*Exercise directions*
Could you print the lines below exactly, from the one holding "assert!(sink.into_frame().is_none());" through the last line, with no other output?

Stored data entries:

□ □ □ □ □ □ □

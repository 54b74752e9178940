use std::path::{Path, PathBuf};

use anyhow::Context as _;

use crate::effects::grade::ColorStyle;
use crate::effects::motion::{DEFAULT_ZOOM_AMOUNT, MotionSpec, validate_zoom_amount};
use crate::effects::parallax::DEFAULT_PARALLAX_SHIFT_PX;
use crate::effects::transitions::TransitionKind;
use crate::foundation::core::{Canvas, Fps};
use crate::foundation::error::{ReelError, ReelResult};
use crate::timeline::plan::MAX_TIMELINE_FRAMES;

/// How each scene's Ken Burns motion is chosen.
#[derive(Clone, Debug, PartialEq, serde::Serialize, serde::Deserialize)]
#[serde(rename_all = "snake_case")]
pub enum MotionPolicy {
    /// Deterministic draw from [`MotionSpec::catalog`].
    Seeded {
        /// Generator seed.
        #[serde(default)]
        seed: u64,
    },
    /// The same motion for every scene.
    Fixed(MotionSpec),
    /// One motion per scene, in scene order.
    PerScene(Vec<MotionSpec>),
}

impl Default for MotionPolicy {
    fn default() -> Self {
        Self::Seeded { seed: 0 }
    }
}

/// User-facing render settings.
///
/// Every field has a default, so a JSON object may name only the fields it changes. Style and
/// transition are kept as names and checked by [`VideoConfig::resolve`].
#[derive(Clone, Debug, PartialEq, serde::Serialize, serde::Deserialize)]
#[serde(default)]
pub struct VideoConfig {
    /// Output frame rate, frames per second.
    pub fps: u32,
    /// Seconds each scene is on screen, excluding transitions.
    pub scene_duration: f64,
    /// Seconds of each transition between adjacent scenes.
    pub transition_duration: f64,
    /// Animate scenes with zoom/pan.
    pub use_ken_burns: bool,
    /// Apply the color grade to every image.
    pub use_color_grade: bool,
    /// One of `warm`, `cool`, `vintage`, `cyberpunk`, `neutral`.
    pub color_style: String,
    /// One of `crossfade`, `wipe_left`, `zoom_blur`.
    pub transition_type: String,
    /// Destination of the encoded video.
    pub output_path: PathBuf,
    /// Override the output resolution (defaults to the first image's size).
    pub target_size: Option<Canvas>,
    /// Peak zoom factor used by seeded motion selection.
    pub zoom_amount: f64,
    /// Per-scene motion selection.
    pub motion: MotionPolicy,
    /// Use the parallax effect for scenes when Ken Burns is off.
    pub use_parallax: bool,
    /// Parallax travel of the image center over one scene, in pixels.
    pub parallax_shift_px: f64,
    /// Worker threads for pixel work (`None` = rayon default).
    pub threads: Option<usize>,
}

impl Default for VideoConfig {
    fn default() -> Self {
        Self {
            fps: 24,
            scene_duration: 4.0,
            transition_duration: 1.0,
            use_ken_burns: true,
            use_color_grade: true,
            color_style: ColorStyle::Warm.name().to_string(),
            transition_type: TransitionKind::ZoomBlur.name().to_string(),
            output_path: PathBuf::from("outputs/videos/story_animation.mp4"),
            target_size: None,
            zoom_amount: DEFAULT_ZOOM_AMOUNT,
            motion: MotionPolicy::default(),
            use_parallax: false,
            parallax_shift_px: DEFAULT_PARALLAX_SHIFT_PX,
            threads: None,
        }
    }
}

/// How scenes move once Ken Burns and parallax flags are combined.
#[derive(Clone, Debug, PartialEq)]
pub enum MotionMode {
    /// Zoom/pan per [`MotionPolicy`].
    KenBurns {
        /// Selection policy.
        policy: MotionPolicy,
        /// Zoom factor for the seeded catalog.
        zoom_amount: f64,
    },
    /// Depth-proxy parallax.
    Parallax {
        /// Peak shift in pixels.
        shift_px: f64,
    },
    /// Every scene frame is a copy of the image.
    Static,
}

/// A validated [`VideoConfig`] with names parsed and durations converted to frame counts.
#[derive(Clone, Debug, PartialEq)]
pub struct ResolvedConfig {
    /// Output frame rate.
    pub fps: Fps,
    /// Frames per scene, in `1..=MAX_TIMELINE_FRAMES`.
    pub scene_frame_count: u64,
    /// Frames per transition, in `0..=MAX_TIMELINE_FRAMES`.
    pub transition_frame_count: u64,
    /// Grade to apply, `None` when grading is off.
    pub color_style: Option<ColorStyle>,
    /// Transition between adjacent scenes.
    pub transition: TransitionKind,
    /// Scene motion.
    pub motion: MotionMode,
    /// Output size override.
    pub target_size: Option<Canvas>,
    /// Worker threads for pixel work.
    pub threads: Option<usize>,
}

impl VideoConfig {
    /// Validate every field and parse names into typed values. Touches no files.
    pub fn resolve(&self) -> ReelResult<ResolvedConfig> {
        let color_style = ColorStyle::parse(&self.color_style)?;
        let transition = TransitionKind::parse(&self.transition_type)?;
        let fps = Fps::integer(self.fps)?;

        if !self.scene_duration.is_finite() || self.scene_duration <= 0.0 {
            return Err(ReelError::configuration(format!(
                "scene_duration must be > 0 seconds, got {}",
                self.scene_duration
            )));
        }
        if !self.transition_duration.is_finite() || self.transition_duration < 0.0 {
            return Err(ReelError::configuration(format!(
                "transition_duration must be >= 0 seconds, got {}",
                self.transition_duration
            )));
        }

        let scene_frame_count = fps.secs_to_frames_round(self.scene_duration);
        if scene_frame_count == 0 {
            return Err(ReelError::configuration(format!(
                "scene_duration {}s is shorter than one frame at {} fps",
                self.scene_duration, self.fps
            )));
        }
        let transition_frame_count = fps.secs_to_frames_round(self.transition_duration);
        if scene_frame_count > MAX_TIMELINE_FRAMES
            || transition_frame_count > MAX_TIMELINE_FRAMES
        {
            return Err(ReelError::configuration(format!(
                "scene_duration {}s / transition_duration {}s at {} fps exceed the \
                 {MAX_TIMELINE_FRAMES}-frame limit",
                self.scene_duration, self.transition_duration, self.fps
            )));
        }

        if let Some(size) = self.target_size
            && (size.width == 0 || size.height == 0)
        {
            return Err(ReelError::configuration(format!(
                "target_size must be non-zero, got {size}"
            )));
        }

        if let Some(0) = self.threads {
            return Err(ReelError::configuration("threads must be >= 1 when set"));
        }

        let motion = if self.use_ken_burns {
            validate_zoom_amount(self.zoom_amount)?;
            match &self.motion {
                MotionPolicy::Seeded { .. } => {}
                MotionPolicy::Fixed(spec) => spec.validate()?,
                MotionPolicy::PerScene(specs) => {
                    for spec in specs {
                        spec.validate()?;
                    }
                }
            }
            MotionMode::KenBurns {
                policy: self.motion.clone(),
                zoom_amount: self.zoom_amount,
            }
        } else if self.use_parallax {
            if !self.parallax_shift_px.is_finite() || self.parallax_shift_px < 0.0 {
                return Err(ReelError::configuration(format!(
                    "parallax_shift_px must be finite and >= 0, got {}",
                    self.parallax_shift_px
                )));
            }
            MotionMode::Parallax {
                shift_px: self.parallax_shift_px,
            }
        } else {
            MotionMode::Static
        };

        Ok(ResolvedConfig {
            fps,
            scene_frame_count,
            transition_frame_count,
            color_style: self.use_color_grade.then_some(color_style),
            transition,
            motion,
            target_size: self.target_size,
            threads: self.threads,
        })
    }
}

/// A complete render request: ordered images plus settings, as stored in a JSON job file.
#[derive(Clone, Debug, Default, PartialEq, serde::Serialize, serde::Deserialize)]
pub struct RenderJob {
    /// Input images in narrative order.
    pub images: Vec<PathBuf>,
    /// Render settings.
    #[serde(flatten)]
    pub config: VideoConfig,
}

impl RenderJob {
    /// Read a job from a JSON file.
    ///
    /// Relative image paths are resolved against the job file's directory.
    pub fn from_json_file(path: &Path) -> ReelResult<Self> {
        let f = std::fs::File::open(path)
            .with_context(|| format!("open render job '{}'", path.display()))?;
        let mut job: RenderJob = serde_json::from_reader(std::io::BufReader::new(f))
            .with_context(|| format!("parse render job JSON '{}'", path.display()))?;

        let base = path.parent().unwrap_or_else(|| Path::new("."));
        for image in &mut job.images {
            if image.is_relative() {
                *image = base.join(&*image);
            }
        }
        Ok(job)
    }
}

#[cfg(test)]
#[path = "../../tests/unit/timeline/config.rs"]
mod tests;
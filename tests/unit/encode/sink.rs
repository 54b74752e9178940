use super::*;

fn cfg(w: u32, h: u32) -> SinkConfig {
    SinkConfig {
        width: w,
        height: h,
        fps: Fps::integer(10).unwrap(),
    }
}

#[test]
fn in_memory_sink_records_frames_and_end() {
    let mut sink = InMemorySink::new();
    sink.begin(cfg(4, 2)).unwrap();
    sink.push_frame(FrameIndex(0), &Frame::new(4, 2)).unwrap();
    sink.push_frame(FrameIndex(1), &Frame::new(4, 2)).unwrap();
    sink.end(EndStatus::Completed).unwrap();

    assert_eq!(sink.frames().len(), 2);
    assert_eq!(sink.frames()[1].0, FrameIndex(1));
    assert_eq!(sink.end_calls(), &[EndStatus::Completed]);
    assert_eq!(sink.config().unwrap().width, 4);
}

#[test]
fn in_memory_sink_rejects_wrong_size() {
    let mut sink = InMemorySink::new();
    sink.begin(cfg(4, 2)).unwrap();
    let err = sink
        .push_frame(FrameIndex(0), &Frame::new(2, 4))
        .unwrap_err();
    assert!(err.is_encoding());
}

#[test]
fn in_memory_sink_requires_begin() {
    let mut sink = InMemorySink::new();
    assert!(
        sink.push_frame(FrameIndex(0), &Frame::new(1, 1))
            .unwrap_err()
            .is_encoding()
    );
}

#[test]
fn capture_sink_keeps_only_target() {
    let mut sink = FrameCaptureSink::new(FrameIndex(2));
    sink.begin(cfg(1, 1)).unwrap();
    for i in 0..5u8 {
        let frame = Frame::from_pixel(1, 1, image::Rgb([i, i, i]));
        sink.push_frame(FrameIndex(u64::from(i)), &frame).unwrap();
    }
    sink.end(EndStatus::Completed).unwrap();
    assert_eq!(sink.frames_seen(), 5);
    assert_eq!(sink.into_frame().unwrap().get_pixel(0, 0).0, [2, 2, 2]);
}

#[test]
fn capture_sink_discards_on_abort() {
    let mut sink = FrameCaptureSink::new(FrameIndex(0));
    sink.begin(cfg(1, 1)).unwrap();
    sink.push_frame(FrameIndex(0), &Frame::new(1, 1)).unwrap();
    sink.end(EndStatus::Aborted).unwrap();
    assert!(sink.into_frame().is_none());
}
pub(crate) mod blur;
pub(crate) mod grade;
pub(crate) mod motion;
pub(crate) mod parallax;
pub(crate) mod transitions;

□ □ □ □ □ □ □

*Task output*
    assert!(sink.into_frame().is_none());
}
pub(crate) mod blur;
pub(crate) mod grade;
pub(crate) mod motion;
pub(crate) mod parallax;
pub(crate) mod transitions;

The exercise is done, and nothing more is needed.